EXERCISE INPUTS –
BEGIN
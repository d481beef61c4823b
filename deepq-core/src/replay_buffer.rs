//! Fixed-capacity experience replay.
//!
//! [`ReplayBuffer`] is a ring of [`Transition`]s with a write cursor. Once the
//! buffer is full, every insertion overwrites the oldest transition. Batches
//! are sampled either uniformly with replacement or, when a [`PerConfig`] is
//! given, proportionally to per-slot priorities with importance-sampling
//! weights (prioritized experience replay, PER).
//!
//! # Examples
//!
//! ```rust
//! use deepq_core::{
//!     replay_buffer::{PerConfig, ReplayBuffer, ReplayBufferConfig, WeightNormalizer},
//!     ReplayBufferBase,
//! };
//!
//! let config = ReplayBufferConfig::default()
//!     .capacity(10000)
//!     .seed(42)
//!     .per_config(Some(PerConfig::default()
//!         .alpha(0.6)
//!         .beta_0(0.4)
//!         .normalize(WeightNormalizer::All)));
//!
//! let buffer = ReplayBuffer::build(&config).unwrap();
//! ```
mod base;
mod batch;
mod config;
mod iw_scheduler;
mod sum_tree;
mod transition;
pub use base::ReplayBuffer;
pub use batch::TransitionBatch;
pub use config::{PerConfig, ReplayBufferConfig};
pub use iw_scheduler::IwScheduler;
pub use sum_tree::{SumTree, WeightNormalizer};
pub use transition::Transition;
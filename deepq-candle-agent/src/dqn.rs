//! DQN agent.
mod base;
mod config;
mod explorer;
mod model;
pub use base::Dqn;
pub use config::DqnConfig;
pub use explorer::{greedy_action, EpsilonGreedy, EpsilonSchedule};
pub use model::{DqnModel, DqnModelConfig};
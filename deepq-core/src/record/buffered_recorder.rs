use super::{Record, Recorder};
use std::sync::{Arc, Mutex};

/// Keeps records in memory.
///
/// Clones share the same buffer, so a clone kept by the caller can inspect
/// the records written through one moved into a [`Trainer`](crate::Trainer).
#[derive(Debug, Default, Clone)]
pub struct BufferedRecorder {
    buf: Arc<Mutex<Vec<Record>>>,
}

impl BufferedRecorder {
    /// Constructs the recorder.
    pub fn new() -> Self {
        Self::default()
    }

    /// Returns a copy of the records written so far.
    pub fn records(&self) -> Vec<Record> {
        match self.buf.lock() {
            Ok(buf) => buf.clone(),
            Err(poisoned) => poisoned.into_inner().clone(),
        }
    }

    /// Returns a copy of the records having key `k`.
    pub fn records_with(&self, k: &str) -> Vec<Record> {
        self.records()
            .into_iter()
            .filter(|r| r.contains_key(k))
            .collect()
    }

    /// Number of records written so far.
    pub fn len(&self) -> usize {
        match self.buf.lock() {
            Ok(buf) => buf.len(),
            Err(poisoned) => poisoned.into_inner().len(),
        }
    }

    /// Returns `true` if no record was written.
    pub fn is_empty(&self) -> bool {
        self.len() == 0
    }
}

impl Recorder for BufferedRecorder {
    fn write(&mut self, record: Record) {
        match self.buf.lock() {
            Ok(mut buf) => buf.push(record),
            Err(poisoned) => poisoned.into_inner().push(record),
        }
    }
}

#[cfg(test)]
mod tests {
    use super::*;

    #[test]
    fn test_clones_share_records() {
        let recorder = BufferedRecorder::new();
        let mut writer: Box<dyn Recorder> = Box::new(recorder.clone());
        writer.write(Record::from_scalar("loss", 1.0));
        writer.write(Record::from_scalar("epsilon", 0.5));

        assert_eq!(recorder.len(), 2);
        let losses = recorder.records_with("loss");
        assert_eq!(losses.len(), 1);
        assert_eq!(losses[0].get_scalar("loss"), Ok(1.0));
    }
}
//! Environment step.
use super::Env;

/// Represents the outcome `(o_t+1, r_t, done_t)` of applying an action,
/// with some additional information.
///
/// An environment emits a [`Step`] object at every interaction step.
/// The [`Trainer`](crate::Trainer) turns it into a
/// [`Transition`](crate::Transition) `(o_t, a_t, r_t, o_t+1, done_t)`.
pub struct Step<E: Env> {
    /// Raw frame after the action.
    pub obs: E::Frame,

    /// Reward.
    pub reward: f32,

    /// Flag denoting if the episode is terminated.
    pub is_done: bool,

    /// Information defined by the environment.
    pub info: E::Info,
}

impl<E: Env> Step<E> {
    /// Constructs a [`Step`] object.
    pub fn new(obs: E::Frame, reward: f32, is_done: bool, info: E::Info) -> Self {
        Step {
            obs,
            reward,
            is_done,
            info,
        }
    }
}
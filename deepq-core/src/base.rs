//! Core functionalities.
mod agent;
mod env;
mod policy;
mod replay_buffer;
mod step;
pub use agent::Agent;
pub use env::Env;
pub use policy::{Configurable, Policy};
pub use replay_buffer::{ExperienceBufferBase, ReplayBufferBase};
pub use step::Step;
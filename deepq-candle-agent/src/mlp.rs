//! Multilayer perceptron.
mod base;
mod config;
use crate::util::Activation;
use anyhow::Result;
pub use base::Mlp;
use candle_core::Tensor;
use candle_nn::{Linear, Module};
pub use config::MlpConfig;

/// Applies `layers` with ReLU in between and `final_act`, if any, at the end.
fn mlp_forward(xs: Tensor, layers: &[Linear], final_act: Option<Activation>) -> Result<Tensor> {
    let n_layers = layers.len();
    let mut xs = xs;

    for layer in layers.iter().take(n_layers - 1) {
        xs = layer.forward(&xs)?.relu()?;
    }

    let xs = layers[n_layers - 1].forward(&xs)?;
    match final_act {
        Some(act) => Ok(act.forward(&xs)?),
        None => Ok(xs),
    }
}
//! Collated batch of transitions.
use super::Transition;

/// A batch of transitions collated into aligned arrays.
///
/// Row `i` of every field describes the same transition. Observations are
/// flattened with shape `[batch, n_stack, height, width]`.
#[derive(Clone, Debug, PartialEq)]
pub struct TransitionBatch {
    /// Observations `s_t`.
    pub obs: Vec<f32>,

    /// Action ids `a_t`.
    pub act: Vec<u32>,

    /// Next observations `s_t+1`.
    pub next_obs: Vec<f32>,

    /// Rewards `r_t`.
    pub reward: Vec<f32>,

    /// Termination flags `done_t`.
    pub is_done: Vec<bool>,

    /// Buffer slots the rows were sampled from.
    pub ix_sample: Vec<usize>,

    /// Importance-sampling weights, only with prioritized sampling.
    pub weight: Option<Vec<f32>>,

    /// Shape of a single observation, `[n_stack, height, width]`.
    pub state_shape: [usize; 3],
}

impl TransitionBatch {
    /// Collates transitions taken from buffer slots `ix_sample`.
    ///
    /// `transitions` must not be empty.
    pub(crate) fn collate(
        transitions: &[&Transition],
        ix_sample: Vec<usize>,
        weight: Option<Vec<f32>>,
    ) -> Self {
        let state_shape = transitions[0].state.shape();
        let numel = state_shape.iter().product::<usize>() * transitions.len();
        let mut obs = Vec::with_capacity(numel);
        let mut next_obs = Vec::with_capacity(numel);

        for tr in transitions.iter() {
            tr.state.extend_into(&mut obs);
            tr.next_state.extend_into(&mut next_obs);
        }

        Self {
            obs,
            act: transitions.iter().map(|tr| tr.action as u32).collect(),
            next_obs,
            reward: transitions.iter().map(|tr| tr.reward).collect(),
            is_done: transitions.iter().map(|tr| tr.done).collect(),
            ix_sample,
            weight,
            state_shape,
        }
    }

    /// Number of rows.
    pub fn len(&self) -> usize {
        self.reward.len()
    }

    /// Returns `true` if the batch has no row.
    pub fn is_empty(&self) -> bool {
        self.reward.is_empty()
    }

    /// Shape of the observation arrays, `[batch, n_stack, height, width]`.
    pub fn obs_shape(&self) -> [usize; 4] {
        let [n, h, w] = self.state_shape;
        [self.len(), n, h, w]
    }

    /// Unpacks the data `(o_t, a_t, o_t+1, r_t, done_t, ixs, weight)`.
    #[allow(clippy::type_complexity)]
    pub fn unpack(
        self,
    ) -> (
        Vec<f32>,
        Vec<u32>,
        Vec<f32>,
        Vec<f32>,
        Vec<bool>,
        Vec<usize>,
        Option<Vec<f32>>,
    ) {
        (
            self.obs,
            self.act,
            self.next_obs,
            self.reward,
            self.is_done,
            self.ix_sample,
            self.weight,
        )
    }
}
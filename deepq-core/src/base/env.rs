//! Environment.
use super::Step;
use anyhow::Result;

/// Represents an environment with a discrete action set, typically an MDP
/// observed through raw frames.
///
/// Errors returned by [`Env::reset`] and [`Env::step`] abort the current
/// episode of the [`Trainer`](crate::Trainer) and are surfaced to its caller
/// as [`DeepqError::Environment`](crate::DeepqError::Environment).
pub trait Env {
    /// Configurations.
    type Config: Clone;

    /// Raw frame emitted by the environment.
    type Frame;

    /// Information in the [`Step`] object.
    type Info;

    /// Builds an environment with a given random seed.
    ///
    /// The same seed and action sequence should reproduce the same trajectory.
    fn build(config: &Self::Config, seed: i64) -> Result<Self>
    where
        Self: Sized;

    /// Number of legal actions. Action ids are `0..n_actions()`.
    fn n_actions(&self) -> usize;

    /// Starts a new episode and returns its first frame.
    fn reset(&mut self) -> Result<Self::Frame>;

    /// Performs an environment step.
    fn step(&mut self, act: usize) -> Result<Step<Self>>
    where
        Self: Sized;
}
use crate::util::{Activation, OutDim};
use anyhow::Result;
use deepq_core::DeepqError;
use serde::{Deserialize, Serialize};

fn default_input_scale() -> f64 {
    1.0
}

#[derive(Debug, Deserialize, Serialize, PartialEq, Clone)]
/// Configuration of [`Cnn`](super::Cnn).
///
/// The default layers are those of the DQN paper on `84x84` frames.
pub struct CnnConfig {
    pub(super) n_stack: usize,
    pub(super) frame_shape: [usize; 2],
    pub(super) out_channels: Vec<usize>,
    pub(super) kernel_sizes: Vec<usize>,
    pub(super) strides: Vec<usize>,
    pub(super) hidden_dim: usize,
    pub(super) out_dim: usize,
    pub(super) skip_linear: bool,
    #[serde(default)]
    pub(super) activation: Activation,
    #[serde(default = "default_input_scale")]
    pub(super) input_scale: f64,
}

impl CnnConfig {
    /// Constructs [`CnnConfig`] for `n_stack` stacked frames and `out_dim` outputs.
    pub fn new(n_stack: usize, out_dim: usize) -> Self {
        Self {
            n_stack,
            frame_shape: [84, 84],
            out_channels: vec![32, 64, 64],
            kernel_sizes: vec![8, 4, 3],
            strides: vec![4, 2, 1],
            hidden_dim: 512,
            out_dim,
            skip_linear: false,
            activation: Activation::Relu,
            input_scale: default_input_scale(),
        }
    }

    /// Sets the shape `[height, width]` of a preprocessed frame.
    pub fn frame_shape(mut self, v: [usize; 2]) -> Self {
        self.frame_shape = v;
        self
    }

    /// Sets the convolution layers, one entry per layer in each list.
    pub fn conv_layers(
        mut self,
        out_channels: Vec<usize>,
        kernel_sizes: Vec<usize>,
        strides: Vec<usize>,
    ) -> Self {
        self.out_channels = out_channels;
        self.kernel_sizes = kernel_sizes;
        self.strides = strides;
        self
    }

    /// Sets the width of the hidden linear layer.
    pub fn hidden_dim(mut self, v: usize) -> Self {
        self.hidden_dim = v;
        self
    }

    /// If `true`, the network ends with the flattened convolution output.
    pub fn skip_linear(mut self, v: bool) -> Self {
        self.skip_linear = v;
        self
    }

    /// Sets the activation function between layers.
    pub fn activation(mut self, v: Activation) -> Self {
        self.activation = v;
        self
    }

    /// Sets the factor applied to the input, e.g. `1 / 255` for raw pixels.
    pub fn input_scale(mut self, v: f64) -> Self {
        self.input_scale = v;
        self
    }

    /// Spatial shape of the output of each convolution layer.
    ///
    /// Fails if the lists have different lengths or a layer output would be empty.
    pub fn conv_output_shapes(&self) -> Result<Vec<[usize; 2]>> {
        let n = self.out_channels.len();
        if n == 0 || self.kernel_sizes.len() != n || self.strides.len() != n {
            return Err(DeepqError::invalid_config(format!(
                "convolution layer lists must be non-empty and of the same length: \
                 out_channels {:?}, kernel_sizes {:?}, strides {:?}",
                self.out_channels, self.kernel_sizes, self.strides
            ))
            .into());
        }

        let mut shape = self.frame_shape;
        let mut shapes = Vec::with_capacity(n);
        for (i, (&k, &s)) in self.kernel_sizes.iter().zip(self.strides.iter()).enumerate() {
            if k == 0 || s == 0 || self.out_channels[i] == 0 || shape[0] < k || shape[1] < k {
                return Err(DeepqError::invalid_config(format!(
                    "convolution layer {} (kernel {}, stride {}, channels {}) does not fit {:?}",
                    i, k, s, self.out_channels[i], shape
                ))
                .into());
            }
            shape = [(shape[0] - k) / s + 1, (shape[1] - k) / s + 1];
            shapes.push(shape);
        }

        Ok(shapes)
    }

    /// Number of elements of the flattened convolution output.
    pub fn flatten_dim(&self) -> Result<usize> {
        let shapes = self.conv_output_shapes()?;
        let [h, w] = shapes[shapes.len() - 1];
        Ok(self.out_channels[self.out_channels.len() - 1] * h * w)
    }

    pub(super) fn validate(&self) -> Result<()> {
        self.conv_output_shapes()?;
        if self.n_stack == 0 || (!self.skip_linear && (self.hidden_dim == 0 || self.out_dim == 0)) {
            return Err(DeepqError::invalid_config(format!(
                "CNN dimensions must be positive: n_stack = {}, hidden_dim = {}, out_dim = {}",
                self.n_stack, self.hidden_dim, self.out_dim
            ))
            .into());
        }
        Ok(())
    }
}

impl OutDim for CnnConfig {
    /// Returns the flattened convolution output size if `skip_linear` is set.
    fn get_out_dim(&self) -> usize {
        match self.skip_linear {
            true => self.flatten_dim().unwrap_or(0),
            false => self.out_dim,
        }
    }

    fn set_out_dim(&mut self, v: usize) {
        self.out_dim = v;
    }
}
END
WHAT THE EXERCISE ASKS – Repeat, exactly as they stand above, the lines from the line with "use super::Step;" to the line with "Information in the", both lines included.

PROBLEM SOLUTION –
use super::Step;
use anyhow::Result;

/// Represents an environment with a discrete action set, typically an MDP
/// observed through raw frames.
///
/// Errors returned by [`Env::reset`] and [`Env::step`] abort the current
/// episode of the [`Trainer`](crate::Trainer) and are surfaced to its caller
/// as [`DeepqError::Environment`](crate::DeepqError::Environment).
pub trait Env {
    /// Configurations.
    type Config: Clone;

    /// Raw frame emitted by the environment.
    type Frame;

    /// Information in the [`Step`] object.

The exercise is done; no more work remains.